City Clerk of Chicago
- In office 1995–2006
- Preceded by: Ernest Wish
- Succeeded by: Miguel del Valle

Personal details
- Born: 1954 (age 71–72) Chicago, Illinois, U.S.
- Party: Democratic
- Alma mater: Lewis University Northern Illinois University (J.D.)
- Profession: Politician Attorney (nonpracticing) Radio host

= James Laski =

Former Chicago politician, radio personality, and ex-con

James J. "Jim" Laski (born 1954) was the City Clerk of Chicago, Illinois from 1995–2006. The former congressional aid and city alderman resigned from the City Clerk's office following his indictment for obstruction of justice due to his involvement in the city's scandal-plagued Hired Truck Program.
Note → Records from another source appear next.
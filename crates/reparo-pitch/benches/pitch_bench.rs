//! Criterion benchmarks for reparo-pitch detection and correction
//!
//! Run with: cargo bench -p reparo-pitch
#![allow(missing_docs)]

use criterion::{BenchmarkId, Criterion, black_box, criterion_group, criterion_main};
use reparo_core::SampleBuffer;
use reparo_pitch::{
    PitchClass, Scale, apply_pitch_shift, correct_to_scale, detect_notes, estimate_frequency,
};

const SAMPLE_RATE: f32 = 44100.0;

fn generate_test_signal(len: usize) -> SampleBuffer {
    SampleBuffer::from_fn(len, SAMPLE_RATE, |i| {
        let t = i as f32 / SAMPLE_RATE;
        (2.0 * std::f32::consts::PI * 233.0 * t).sin() * 0.5
    })
}

fn bench_estimate(c: &mut Criterion) {
    let window = generate_test_signal(4096);
    c.bench_function("estimate_frequency/4096", |b| {
        b.iter(|| black_box(estimate_frequency(black_box(window.samples()), SAMPLE_RATE)));
    });
}

fn bench_detect(c: &mut Criterion) {
    let mut group = c.benchmark_group("detect_notes");
    group.sample_size(10);

    for secs in [1_usize, 5] {
        let buffer = generate_test_signal(secs * SAMPLE_RATE as usize);
        group.bench_with_input(BenchmarkId::from_parameter(secs), &secs, |b, _| {
            b.iter(|| black_box(detect_notes(black_box(&buffer))));
        });
    }

    group.finish();
}

fn bench_correct(c: &mut Criterion) {
    let mut group = c.benchmark_group("correct_to_scale");
    group.sample_size(10);

    let buffer = generate_test_signal(SAMPLE_RATE as usize);
    group.bench_function("1s_c_major", |b| {
        b.iter(|| black_box(correct_to_scale(&buffer, Scale::Major, PitchClass::C)));
    });

    group.finish();
}

fn bench_shift(c: &mut Criterion) {
    let buffer = generate_test_signal(4096);
    c.bench_function("apply_pitch_shift/4096", |b| {
        b.iter(|| black_box(apply_pitch_shift(black_box(buffer.samples()), 0.7)));
    });
}

criterion_group!(benches, bench_estimate, bench_detect, bench_correct, bench_shift);
criterion_main!(benches);
//! Amplitude-domain vibrato.
//!
//! Despite the name this does not bend pitch: each sample is scaled by
//! `2^(sin(2*pi*rate*t) * depth / 1200)`, a gain that swings around unity
//! at the LFO rate. Settings are a plain value owned by the caller and handed
//! to every call, so nothing is shared between hosts.

use core::f32::consts::PI;
use libm::{exp2f, floor, sinf};

use crate::{Repair, SampleBuffer};

/// Vibrato switch and LFO shape.
///
/// | Field | Default |
/// |-------|---------|
/// | `enabled` | false |
/// | `rate_hz` | 5.0 |
/// | `depth_percent` | 50.0 |
#[derive(Debug, Clone, Copy, PartialEq)]
pub struct VibratoSettings {
    /// When false, [`apply_vibrato`] returns an unchanged copy.
    pub enabled: bool,
    /// LFO rate in Hz.
    pub rate_hz: f32,
    /// Depth in percent of a semitone.
    pub depth_percent: f32,
}

impl Default for VibratoSettings {
    fn default() -> Self {
        Self {
            enabled: false,
            rate_hz: 5.0,
            depth_percent: 50.0,
        }
    }
}

/// Apply vibrato to `input`.
///
/// `rate_override` and `depth_override` replace the values in `settings` for
/// this call only; `None` or `0.0` falls back to the settings.
///
/// # Example
///
/// ```rust
/// use reparo_core::{SampleBuffer, VibratoSettings, apply_vibrato};
///
/// let input = SampleBuffer::new(vec![0.5; 100], 44100.0);
///
/// let off = VibratoSettings::default();
/// assert_eq!(apply_vibrato(&input, &off, None, None), input);
///
/// let on = VibratoSettings { enabled: true, ..off };
/// assert_ne!(apply_vibrato(&input, &on, Some(6.0), None), input);
/// ```
pub fn apply_vibrato(
    input: &SampleBuffer,
    settings: &VibratoSettings,
    rate_override: Option<f32>,
    depth_override: Option<f32>,
) -> SampleBuffer {
    if !settings.enabled {
        return input.clone();
    }

    let pick = |over: Option<f32>, fallback: f32| match over {
        Some(value) if value != 0.0 => value,
        _ => fallback,
    };
    let rate = pick(rate_override, settings.rate_hz);
    let depth = pick(depth_override, settings.depth_percent);

    let semitones = depth / 100.0 / 12.0;

    // LFO phase in cycles, wrapped to [0, 1)
    let phase_inc = f64::from(rate) / f64::from(input.sample_rate());
    let mut phase = 0.0_f64;

    input.map(|_, sample| {
        let gain = exp2f(sinf(2.0 * PI * phase as f32) * semitones);
        phase += phase_inc;
        phase -= floor(phase);
        sample * gain
    })
}

impl Repair for VibratoSettings {
    fn name(&self) -> &'static str {
        "vibrato"
    }

    fn apply(&self, input: &SampleBuffer) -> SampleBuffer {
        apply_vibrato(input, self, None, None)
    }
}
After serving a prison sentence, Laski became a controversial talk-radio host for a program that was broadcast on two Chicago-area radio stations. He also wrote a book about his experiences in Chicago politics and federal prison.

==Personal life==
Laski grew up on the southwest side of Chicago, a lifelong resident of Chicago's 23rd Ward. He attended St. Laurence High School and graduated with a degree in political science from Lewis University. He graduated from Northern Illinois University College of Law in 1978, and quickly volunteered his services to then 23rd Ward Alderman, William O. "Bill" Lipinski.

==Political career==

"Bill [Lipinski] once told me, `People out here have short memories...' "but I think when it comes to taxes, people have long memories." —James Laski

By 1988 Laski was chief of staff of the joint Democrat Service Office for the city's southwest side, and a personal aid to Lipinski, by then a United States congressman. In 1991 he was appointed city alderman of the 23rd Ward to fill the vacancy created when his predecessor, Alderman William Krystyniak, was appointed personnel director of the Cook County Highway Department. While a member of the city council he had a falling out with his mentor, Lipinski, over a proposed tax increase. Laski's publicly stated position on the issue, however, helped him in 1995 to be popularly elected as Chicago City Clerk, the second-highest ranking elected position in Chicago after the mayor's office. He had come into the office as a 'reformer' following his several times elected predecessor, Walter Kozubowski's, conviction in a ghost payroll scheme. Laski was re-elected to the post in 1999 and 2003.

==Indicted==
Laski resigned from his position in February 2006, —and gave up his law license— after being indicted in January of that year for soliciting bribes and obstructing justice regarding his involvement in the City of Chicago's Hired Truck Program. Federal agents had caught him on tape encouraging witnesses to lie to a grand jury and deny that they had been giving him anywhere from $500 to $1,000 a month in cash bribes to continue getting business from the program. In March 2006, Laski pleaded guilty to obstruction. In June 2006, Laski was sentenced to 27 months in prison. Laski reported to the Federal Correctional Institution in Morgantown, West Virginia to begin serving his sentence on September 11, 2006, where he served 11 months of his sentence. Laski then served an additional six months at a halfway house.

==Radio personality==
Following his release, Laski was hired on as a prime time weekday radio personality at WGN AM 720 in Chicago. The station's website described the host as "a rebel and maverick in political circles taking on the tough issues and fighting the powers that be in City Hall ... his flair for speaking his mind leaves no one guessing where Jim stands on the issues." Laski's show, however, was discontinued after eighteen months. In early 2013, Laski hosted a self-produced —but relatively short-lived— weekend talk show, the Laski Files, on WCPT AM 820 out of Willow Springs, a suburb of Chicago.

==Author==
Laski wrote a book detailing his experience in the City Clerk's office and his later imprisonment entitled, My Fall From Grace – City Hall to Prison Walls.